Попытаемся “прорастить” из музыкального языка Свиридова понимание, как возможна наша национальная идея.
Пройдем еще раз по уровням языковой системы композитора. Первый (прекомпозиционный) опирается на традиционную геопоэтику: образ простора, собранного воедино идеально, “сверху”, ценностями веры. Но это только почва (и “почва” самой идеи, и концепт “почвы” в ее содержании).
Простора и веры нет без “путника” и его “дороги”, а они в каждом сочинении Свиридова неповторимы, уникальны (это уже высшие языковые слои, на которых прекомпозиционные нормы индивидуируются).
Здесь сосредоточено самое сложное.
В вокальной поэме на слова А. Блока “Петербург” (окончательная редакция — 1995) первая кульминация — трагический романс “Я пригвожден к трактирной стойке”. Его мелодия все время возвращается к одной и той же каденции: “путник” не “идет”, он и в самом деле “пригвожден” к безысходно- страшной остановке. Только голос его страдает и стремится вырваться (и задерживает высшую точку мелодии перед тем, как упасть на дно все той же каденции). А заключительная кульминация — “Богоматерь в городе” — сплошной “путь”, бесконечный, поскольку каждая мелодическая фраза и весь номер в целом заканчиваются осторожно-вопрошающими мелодическими фигурами — фигурами надежды и ожидания.

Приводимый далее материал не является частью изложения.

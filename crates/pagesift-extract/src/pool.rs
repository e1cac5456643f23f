// SPDX-License-Identifier: PMPL-1.0-or-later
// Copyright (c) 2026 Jonathan D.A. Jewell (hyperpolymath) <jonathan.jewell@open.ac.uk>
//
// Bounded worker pool for per-page jobs.
//
// Each job runs on tokio's blocking pool behind a semaphore permit. Results
// land in a slot per index, so output order never depends on completion
// order. A job that panics is replaced by the caller's degraded value.

use std::any::Any;
use std::panic::{AssertUnwindSafe, catch_unwind};
use std::sync::Arc;

use tokio::sync::Semaphore;
use tokio::task::JoinSet;
use tracing::warn;

/// Run `job(0..count)` with at most `workers` jobs in flight and return the
/// results in index order.
pub async fn run_indexed<T, F, D>(count: usize, workers: usize, job: F, degraded: D) -> Vec<T>
where
    T: Send + 'static,
    F: Fn(usize) -> T + Send + Sync + 'static,
    D: Fn(usize, String) -> T,
{
    let job = Arc::new(job);
    let semaphore = Arc::new(Semaphore::new(workers.max(1)));
    let mut tasks = JoinSet::new();

    for index in 0..count {
        let permit = match Arc::clone(&semaphore).acquire_owned().await {
            Ok(permit) => permit,
            Err(err) => {
                warn!(error = %err, "Worker pool closed early");
                break;
            }
        };
        let job = Arc::clone(&job);
        tasks.spawn_blocking(move || {
            let _permit = permit;
            let outcome = catch_unwind(AssertUnwindSafe(|| job(index)));
            (index, outcome.map_err(panic_message))
        });
    }

    let mut slots: Vec<Option<T>> = (0..count).map(|_| None).collect();
    while let Some(joined) = tasks.join_next().await {
        match joined {
            Ok((index, Ok(value))) => slots[index] = Some(value),
            Ok((index, Err(message))) => {
                warn!(index, error = %message, "Worker job panicked");
                slots[index] = Some(degraded(index, message));
            }
            Err(err) => warn!(error = %err, "Worker task did not complete"),
        }
    }

    slots
        .into_iter()
        .enumerate()
        .map(|(index, slot)| {
            slot.unwrap_or_else(|| degraded(index, "worker task did not complete".to_owned()))
        })
        .collect()
}

fn panic_message(payload: Box<dyn Any + Send>) -> String {
    if let Some(message) = payload.downcast_ref::<&str>() {
        format!("panic: {message}")
    } else if let Some(message) = payload.downcast_ref::<String>() {
        format!("panic: {message}")
    } else {
        "panic".to_owned()
    }
}

#[cfg(test)]
mod tests {
    use super::*;
    use std::sync::atomic::{AtomicUsize, Ordering};
    use std::time::Duration;

    #[tokio::test]
    async fn results_follow_index_order() {
        // Early indices sleep longest, so they finish last.
        let out = run_indexed(
            6,
            3,
            |i| {
                std::thread::sleep(Duration::from_millis((6 - i as u64) * 5));
                i * 10
            },
            |_, _| usize::MAX,
        )
        .await;
        assert_eq!(out, vec![0, 10, 20, 30, 40, 50]);
    }

    #[tokio::test]
    async fn never_exceeds_worker_limit() {
        let active = Arc::new(AtomicUsize::new(0));
        let peak = Arc::new(AtomicUsize::new(0));
        let (a, p) = (Arc::clone(&active), Arc::clone(&peak));
        run_indexed(
            8,
            2,
            move |_| {
                let now = a.fetch_add(1, Ordering::SeqCst) + 1;
                p.fetch_max(now, Ordering::SeqCst);
                std::thread::sleep(Duration::from_millis(10));
                a.fetch_sub(1, Ordering::SeqCst);
            },
            |_, _| (),
        )
        .await;
        assert!(peak.load(Ordering::SeqCst) <= 2);
    }

    #[tokio::test]
    async fn panicking_job_is_degraded() {
        let out = run_indexed(
            3,
            2,
            |i| {
                if i == 1 {
                    panic!("page exploded");
                }
                format!("ok {i}")
            },
            |i, msg| format!("degraded {i}: {msg}"),
        )
        .await;
        assert_eq!(out[0], "ok 0");
        assert_eq!(out[1], "degraded 1: panic: page exploded");
        assert_eq!(out[2], "ok 2");
    }

    #[tokio::test]
    async fn zero_jobs_is_empty() {
        let out: Vec<u8> = run_indexed(0, 4, |_| 1u8, |_, _| 0u8).await;
        assert!(out.is_empty());
    }
}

Все дороги открыты. И все тупики тоже.
“Ты и могучая, / Ты и бессильная”... Ты и свобода нравственного поступка, ты и анархическая воля... И Гринев, и Пугачев...
В отличие от других идентификационных идей (например, “американской мечты” или шариатского государства), наше самопонимание, как его представляет музыкальный язык Свиридова, не предписывает поведенческие стандарты. Его стержень — свобода выбора себя. Каждый “путник” сам выбирает свою “дорогу” между небом и землей, началом и концом. Единственное, что здесь надперсонально, — перечисленные координаты, по отношению к которым “дорога” обретает направление. Впрочем, надперсональность земли — неба — начала — конца — это надперсональность метафизики (а не экономики, как в “американской мечте”, и не жесткого регламента бытового поведения, как в фундаменталистских религиозно-идентификационных системах).
У Свиридова русская национальная идея персоналистична. Она означает трагически-тяжкую и радостно-светлую принадлежность к общине носителей свободы. Противоречия в определении здесь нет. Ведь слово “свобода” не такое уж однозначное: корни его питаются смыслами и из общинно-родового ряда, и из ряда “персона”, “личность”31.